++++ GIVEN DATA

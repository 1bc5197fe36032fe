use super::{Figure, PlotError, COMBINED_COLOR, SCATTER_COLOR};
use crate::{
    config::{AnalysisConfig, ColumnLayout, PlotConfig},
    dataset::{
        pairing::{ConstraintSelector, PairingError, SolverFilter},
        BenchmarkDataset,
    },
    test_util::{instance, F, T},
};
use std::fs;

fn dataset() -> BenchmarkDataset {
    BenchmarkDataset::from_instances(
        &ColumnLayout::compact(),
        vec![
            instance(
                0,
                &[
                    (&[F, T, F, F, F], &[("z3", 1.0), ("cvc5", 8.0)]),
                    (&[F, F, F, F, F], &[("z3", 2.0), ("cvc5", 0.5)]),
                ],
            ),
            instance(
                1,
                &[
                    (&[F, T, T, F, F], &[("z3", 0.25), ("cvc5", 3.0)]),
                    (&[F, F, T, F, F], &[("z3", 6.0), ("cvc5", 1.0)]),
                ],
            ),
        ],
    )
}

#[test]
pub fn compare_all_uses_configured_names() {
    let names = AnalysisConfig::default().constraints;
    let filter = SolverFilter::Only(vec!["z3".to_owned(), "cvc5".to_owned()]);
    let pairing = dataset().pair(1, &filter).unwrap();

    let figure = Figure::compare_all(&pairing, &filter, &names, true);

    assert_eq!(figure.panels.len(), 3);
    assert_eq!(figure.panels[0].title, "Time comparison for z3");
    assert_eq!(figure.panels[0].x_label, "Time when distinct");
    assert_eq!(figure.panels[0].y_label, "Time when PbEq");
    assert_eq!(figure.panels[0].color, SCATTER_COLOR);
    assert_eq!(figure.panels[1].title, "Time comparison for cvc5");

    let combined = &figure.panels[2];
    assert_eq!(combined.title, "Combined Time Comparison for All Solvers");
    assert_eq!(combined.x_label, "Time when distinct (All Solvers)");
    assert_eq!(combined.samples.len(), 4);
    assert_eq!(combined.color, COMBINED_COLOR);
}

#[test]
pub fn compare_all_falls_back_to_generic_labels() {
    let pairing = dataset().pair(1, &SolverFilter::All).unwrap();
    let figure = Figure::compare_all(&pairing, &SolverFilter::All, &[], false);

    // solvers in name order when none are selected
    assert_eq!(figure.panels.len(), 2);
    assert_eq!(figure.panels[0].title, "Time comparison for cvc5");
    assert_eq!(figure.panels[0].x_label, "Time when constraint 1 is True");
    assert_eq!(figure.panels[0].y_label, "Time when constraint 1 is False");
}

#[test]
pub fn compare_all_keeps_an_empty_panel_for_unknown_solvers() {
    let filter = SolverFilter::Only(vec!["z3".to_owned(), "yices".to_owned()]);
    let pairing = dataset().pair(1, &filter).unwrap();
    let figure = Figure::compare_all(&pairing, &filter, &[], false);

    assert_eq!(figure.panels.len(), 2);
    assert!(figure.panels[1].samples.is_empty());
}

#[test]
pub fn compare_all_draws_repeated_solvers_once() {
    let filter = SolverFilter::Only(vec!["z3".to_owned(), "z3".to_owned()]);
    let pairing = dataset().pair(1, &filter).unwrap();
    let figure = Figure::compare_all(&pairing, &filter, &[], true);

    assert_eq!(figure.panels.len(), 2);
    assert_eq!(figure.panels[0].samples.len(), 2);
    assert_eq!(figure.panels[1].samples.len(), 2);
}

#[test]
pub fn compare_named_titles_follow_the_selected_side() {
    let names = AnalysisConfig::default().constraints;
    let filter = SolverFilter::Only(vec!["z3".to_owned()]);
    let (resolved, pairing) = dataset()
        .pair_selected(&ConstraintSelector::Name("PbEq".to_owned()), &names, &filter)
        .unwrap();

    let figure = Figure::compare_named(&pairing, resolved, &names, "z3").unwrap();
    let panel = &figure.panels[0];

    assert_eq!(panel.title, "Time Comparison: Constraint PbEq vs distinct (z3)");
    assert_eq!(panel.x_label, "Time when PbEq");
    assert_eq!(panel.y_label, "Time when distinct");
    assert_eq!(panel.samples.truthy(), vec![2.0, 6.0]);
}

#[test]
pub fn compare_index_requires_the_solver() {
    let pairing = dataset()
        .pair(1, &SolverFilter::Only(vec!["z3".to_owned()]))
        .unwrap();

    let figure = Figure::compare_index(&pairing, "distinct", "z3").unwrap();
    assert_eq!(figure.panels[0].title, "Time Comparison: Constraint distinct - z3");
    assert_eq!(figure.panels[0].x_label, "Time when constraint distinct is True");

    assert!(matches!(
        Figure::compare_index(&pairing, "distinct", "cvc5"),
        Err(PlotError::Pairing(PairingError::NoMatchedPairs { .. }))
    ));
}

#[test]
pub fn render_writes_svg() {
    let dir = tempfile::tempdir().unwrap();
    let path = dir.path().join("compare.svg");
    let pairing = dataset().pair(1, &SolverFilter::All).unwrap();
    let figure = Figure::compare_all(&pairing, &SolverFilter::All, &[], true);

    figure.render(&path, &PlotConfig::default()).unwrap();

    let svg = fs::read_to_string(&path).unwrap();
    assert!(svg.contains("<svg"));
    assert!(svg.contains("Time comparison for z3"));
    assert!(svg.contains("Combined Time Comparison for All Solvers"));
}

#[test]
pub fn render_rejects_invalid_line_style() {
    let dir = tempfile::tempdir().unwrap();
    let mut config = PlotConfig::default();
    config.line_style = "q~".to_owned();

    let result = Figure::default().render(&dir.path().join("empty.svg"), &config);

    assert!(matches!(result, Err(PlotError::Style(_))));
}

++++++++

Could you reproduce all of the entries above exactly?

ANSWER TO THIS PROBLEM
repository 1bc5197fe36032fe
use super::{Figure, PlotError, COMBINED_COLOR, SCATTER_COLOR};
use crate::{
    config::{AnalysisConfig, ColumnLayout, PlotConfig},
    dataset::{
        pairing::{ConstraintSelector, PairingError, SolverFilter},
        BenchmarkDataset,
    },
    test_util::{instance, F, T},
};
use std::fs;

fn dataset() -> BenchmarkDataset {
    BenchmarkDataset::from_instances(
        &ColumnLayout::compact(),
        vec![
            instance(
                0,
                &[
                    (&[F, T, F, F, F], &[("z3", 1.0), ("cvc5", 8.0)]),
                    (&[F, F, F, F, F], &[("z3", 2.0), ("cvc5", 0.5)]),
                ],
            ),
            instance(
                1,
                &[
                    (&[F, T, T, F, F], &[("z3", 0.25), ("cvc5", 3.0)]),
                    (&[F, F, T, F, F], &[("z3", 6.0), ("cvc5", 1.0)]),
                ],
            ),
        ],
    )
}

#[test]
pub fn compare_all_uses_configured_names() {
    let names = AnalysisConfig::default().constraints;
    let filter = SolverFilter::Only(vec!["z3".to_owned(), "cvc5".to_owned()]);
    let pairing = dataset().pair(1, &filter).unwrap();

    let figure = Figure::compare_all(&pairing, &filter, &names, true);

    assert_eq!(figure.panels.len(), 3);
    assert_eq!(figure.panels[0].title, "Time comparison for z3");
    assert_eq!(figure.panels[0].x_label, "Time when distinct");
    assert_eq!(figure.panels[0].y_label, "Time when PbEq");
    assert_eq!(figure.panels[0].color, SCATTER_COLOR);
    assert_eq!(figure.panels[1].title, "Time comparison for cvc5");

    let combined = &figure.panels[2];
    assert_eq!(combined.title, "Combined Time Comparison for All Solvers");
    assert_eq!(combined.x_label, "Time when distinct (All Solvers)");
    assert_eq!(combined.samples.len(), 4);
    assert_eq!(combined.color, COMBINED_COLOR);
}

#[test]
pub fn compare_all_falls_back_to_generic_labels() {
    let pairing = dataset().pair(1, &SolverFilter::All).unwrap();
    let figure = Figure::compare_all(&pairing, &SolverFilter::All, &[], false);

    // solvers in name order when none are selected
    assert_eq!(figure.panels.len(), 2);
    assert_eq!(figure.panels[0].title, "Time comparison for cvc5");
    assert_eq!(figure.panels[0].x_label, "Time when constraint 1 is True");
    assert_eq!(figure.panels[0].y_label, "Time when constraint 1 is False");
}

#[test]
pub fn compare_all_keeps_an_empty_panel_for_unknown_solvers() {
    let filter = SolverFilter::Only(vec!["z3".to_owned(), "yices".to_owned()]);
    let pairing = dataset().pair(1, &filter).unwrap();
    let figure = Figure::compare_all(&pairing, &filter, &[], false);

    assert_eq!(figure.panels.len(), 2);
    assert!(figure.panels[1].samples.is_empty());
}

#[test]
pub fn compare_all_draws_repeated_solvers_once() {
    let filter = SolverFilter::Only(vec!["z3".to_owned(), "z3".to_owned()]);
    let pairing = dataset().pair(1, &filter).unwrap();
    let figure = Figure::compare_all(&pairing, &filter, &[], true);

    assert_eq!(figure.panels.len(), 2);
    assert_eq!(figure.panels[0].samples.len(), 2);
    assert_eq!(figure.panels[1].samples.len(), 2);
}

#[test]
pub fn compare_named_titles_follow_the_selected_side() {
    let names = AnalysisConfig::default().constraints;
    let filter = SolverFilter::Only(vec!["z3".to_owned()]);
    let (resolved, pairing) = dataset()
        .pair_selected(&ConstraintSelector::Name("PbEq".to_owned()), &names, &filter)
        .unwrap();

    let figure = Figure::compare_named(&pairing, resolved, &names, "z3").unwrap();
    let panel = &figure.panels[0];

    assert_eq!(panel.title, "Time Comparison: Constraint PbEq vs distinct (z3)");
    assert_eq!(panel.x_label, "Time when PbEq");
    assert_eq!(panel.y_label, "Time when distinct");
    assert_eq!(panel.samples.truthy(), vec![2.0, 6.0]);
}

#[test]
pub fn compare_index_requires_the_solver() {
    let pairing = dataset()
        .pair(1, &SolverFilter::Only(vec!["z3".to_owned()]))
        .unwrap();

    let figure = Figure::compare_index(&pairing, "distinct", "z3").unwrap();
    assert_eq!(figure.panels[0].title, "Time Comparison: Constraint distinct - z3");
    assert_eq!(figure.panels[0].x_label, "Time when constraint distinct is True");

    assert!(matches!(
        Figure::compare_index(&pairing, "distinct", "cvc5"),
        Err(PlotError::Pairing(PairingError::NoMatchedPairs { .. }))
    ));
}

#[test]
pub fn render_writes_svg() {
    let dir = tempfile::tempdir().unwrap();
    let path = dir.path().join("compare.svg");
    let pairing = dataset().pair(1, &SolverFilter::All).unwrap();
    let figure = Figure::compare_all(&pairing, &SolverFilter::All, &[], true);

    figure.render(&path, &PlotConfig::default()).unwrap();

    let svg = fs::read_to_string(&path).unwrap();
    assert!(svg.contains("<svg"));
    assert!(svg.contains("Time comparison for z3"));
    assert!(svg.contains("Combined Time Comparison for All Solvers"));
}

#[test]
pub fn render_rejects_invalid_line_style() {
    let dir = tempfile::tempdir().unwrap();
    let mut config = PlotConfig::default();
    config.line_style = "q~".to_owned();

    let result = Figure::default().render(&dir.path().join("empty.svg"), &config);

    assert!(matches!(result, Err(PlotError::Style(_))));
}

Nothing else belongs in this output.